The Bill covers mechanisms for protection of personal data and proposes the setting up of a Data Protection Authority of India for the same. Some key provisions the 2019 Bill provides for which the 2018 draft Bill did not, such as that the central government can exempt any government agency from the Bill and the Right to Be Forgotten, have been included.

Background 
In July 2017, the Ministry of Electronics and Information Technology set up a committee to study issues related to data protection. The committee was chaired by retired Supreme Court judge Justice B. N. Srikrishna. The committee submitted the draft Personal Data Protection Bill, 2018 in July 2018. After further deliberations the Bill was approved by the cabinet ministry of India on 4 December 2019 as the Personal Data Protection Bill 2019 and tabled in the Lok Sabha on 11 December 2019.

Provisions 
The Bill aims to:

It provided for extensive provisions around collection of consent, assessment of datasets, data flows and transfers of personal data, including to third countries and other aspects around anonymized and non-personal data.

Criticism 
The revised 2019 Bill was criticized by Justice B. N. Srikrishna, the drafter of the original Bill, as having the ability to turn India into an “Orwellian State". In an interview with Economic Times, Srikrishna said that, "The government can at any time access private data or government agency data on grounds of sovereignty or public order. This has dangerous implications.”  This view is shared by a think tank in their comment number 3.

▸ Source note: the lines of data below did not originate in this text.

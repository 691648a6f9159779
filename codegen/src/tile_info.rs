//! Tile descriptors.
//!
//! A [`TileInfo`] is the concrete view of one node's tile inside a program instance: offset
//! values computed from the node's offset map, stride constants, the padded tile shape, the
//! layout, and the storage element type. Offsets are emitted as index arithmetic on the program
//! id, so the same program serves every instance.

use smallvec::SmallVec;
use snafu::{ResultExt, ensure};
use tilegen_dtype::{BinaryOp, CmpPredicate, ConstValue, DType};
use tilegen_graph::{AffineExpr, Node, RtVarBounds};
use tilegen_ir::{Builder, Dims, Value};

use crate::error::*;

/// Round up to the next power of two. Tile dimensions are always positive.
pub fn pad_to_pow2(n: i64) -> i64 {
    (n.max(1) as u64).next_power_of_two() as i64
}

pub fn padded_tile_sizes(tile_sizes: &[i64]) -> Dims {
    tile_sizes.iter().map(|&t| pad_to_pow2(t)).collect()
}

#[derive(Debug, Clone)]
pub struct TileInfo {
    /// One index value per output dimension.
    pub offsets: SmallVec<[Value; 4]>,
    /// One index constant per output dimension.
    pub strides: SmallVec<[Value; 4]>,
    pub original_shape: Dims,
    pub padded_tile_sizes: Dims,
    pub minor_to_major: SmallVec<[usize; 4]>,
    pub storage_type: DType,
}

impl TileInfo {
    pub fn construct(b: &mut Builder, pid: Value, runtime_values: &[Value], node: &Node) -> Result<Self> {
        let offsets = emit_offsets(b, pid, runtime_values, node)?;
        let strides = node.tile.tile_strides.iter().map(|&s| b.index_const(s)).collect();

        Ok(Self {
            offsets,
            strides,
            original_shape: node.shape.dims().iter().copied().collect(),
            padded_tile_sizes: padded_tile_sizes(&node.tile.tile_sizes),
            minor_to_major: node.shape.minor_to_major().iter().copied().collect(),
            storage_type: node.dtype.storage_type(),
        })
    }
}

/// Emit the node's tile offsets for program index `pid` (an index value).
///
/// Runtime values are clamped into their declared bounds and converted to `index` before they
/// enter the offset expressions.
pub fn emit_offsets(b: &mut Builder, pid: Value, runtime_values: &[Value], node: &Node) -> Result<SmallVec<[Value; 4]>> {
    let map = &node.tile.offsets;
    map.check_resolved().context(GraphSnafu)?;
    ensure!(
        runtime_values.len() == map.rt_vars().len(),
        InternalSnafu {
            reason: format!(
                "{} has {} runtime variables but {} runtime values were provided",
                node.name,
                map.rt_vars().len(),
                runtime_values.len()
            )
        }
    );

    let rt = runtime_values
        .iter()
        .zip(map.rt_vars())
        .map(|(&v, bounds)| emit_clamped_index(b, v, bounds))
        .collect::<Result<SmallVec<[Value; 2]>>>()?;

    map.exprs().iter().map(|e| emit_affine(b, e, pid, &rt)).collect()
}

fn emit_clamped_index(b: &mut Builder, value: Value, bounds: &RtVarBounds) -> Result<Value> {
    let ty = b.ty(value).clone();
    ensure!(
        ty.is_scalar() && ty.element().is_int(),
        PreconditionSnafu { reason: format!("runtime variable must be an integer scalar, got {ty}") }
    );
    let dtype = ty.element();
    let lower = b.constant(ConstValue::Int(bounds.lower), dtype);
    let upper = b.constant(ConstValue::Int(bounds.upper), dtype);
    let clamped = b.binary(BinaryOp::Max, value, lower).context(IrSnafu)?;
    let clamped = b.binary(BinaryOp::Min, clamped, upper).context(IrSnafu)?;
    Ok(b.cast(clamped, DType::Index))
}

fn emit_affine(b: &mut Builder, expr: &AffineExpr, pid: Value, rt: &[Value]) -> Result<Value> {
    Ok(match expr {
        AffineExpr::Const(c) => b.index_const(*c),
        AffineExpr::Pid => pid,
        AffineExpr::RtVar(i) => match rt.get(*i) {
            Some(&v) => v,
            None => return InternalSnafu { reason: format!("runtime variable rt{i} out of range") }.fail(),
        },
        AffineExpr::Symbol(s) => {
            return Err(Error::Graph { source: tilegen_graph::Error::UnresolvedSymbol { symbol: *s } });
        }
        AffineExpr::Add(l, r) => {
            let l = emit_affine(b, l, pid, rt)?;
            let r = emit_affine(b, r, pid, rt)?;
            b.add(l, r).context(IrSnafu)?
        }
        AffineExpr::Mul(e, c) => {
            let e = emit_affine(b, e, pid, rt)?;
            let c = b.index_const(*c);
            b.mul(e, c).context(IrSnafu)?
        }
        AffineExpr::FloorDiv(e, c) => {
            // Truncating division rounded toward negative infinity.
            let e = emit_affine(b, e, pid, rt)?;
            let c = b.index_const(*c);
            let q = b.binary(BinaryOp::Div, e, c).context(IrSnafu)?;
            let r = b.binary(BinaryOp::Rem, e, c).context(IrSnafu)?;
            let (zero, one) = (b.index_const(0), b.index_const(1));
            let negative = b.cmp(CmpPredicate::Lt, r, zero).context(IrSnafu)?;
            let q_minus_one = b.sub(q, one).context(IrSnafu)?;
            b.select(negative, q_minus_one, q).context(IrSnafu)?
        }
        AffineExpr::Mod(e, c) => {
            let e = emit_affine(b, e, pid, rt)?;
            let c = b.index_const(*c);
            let r = b.binary(BinaryOp::Rem, e, c).context(IrSnafu)?;
            let zero = b.index_const(0);
            let negative = b.cmp(CmpPredicate::Lt, r, zero).context(IrSnafu)?;
            let wrapped = b.add(r, c).context(IrSnafu)?;
            b.select(negative, wrapped, r).context(IrSnafu)?
        }
    })
}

Fresh criticism on the international level comes from an advisor to a group proposing an alternative text. A moderately critical summary is available from an India scholar working with an American co-author.

The role of social media intermediaries is being regulated more tightly on several fronts. The Wikimedia Foundation is hoping that the PDP bill will prove the lesser evil compared with the Draft Information Technology [Intermediary Guidelines (Amendment) Rules] 2018.

Forbes India reports that "there are concerns that the Bill [...] gives the government blanket powers to access citizens' data."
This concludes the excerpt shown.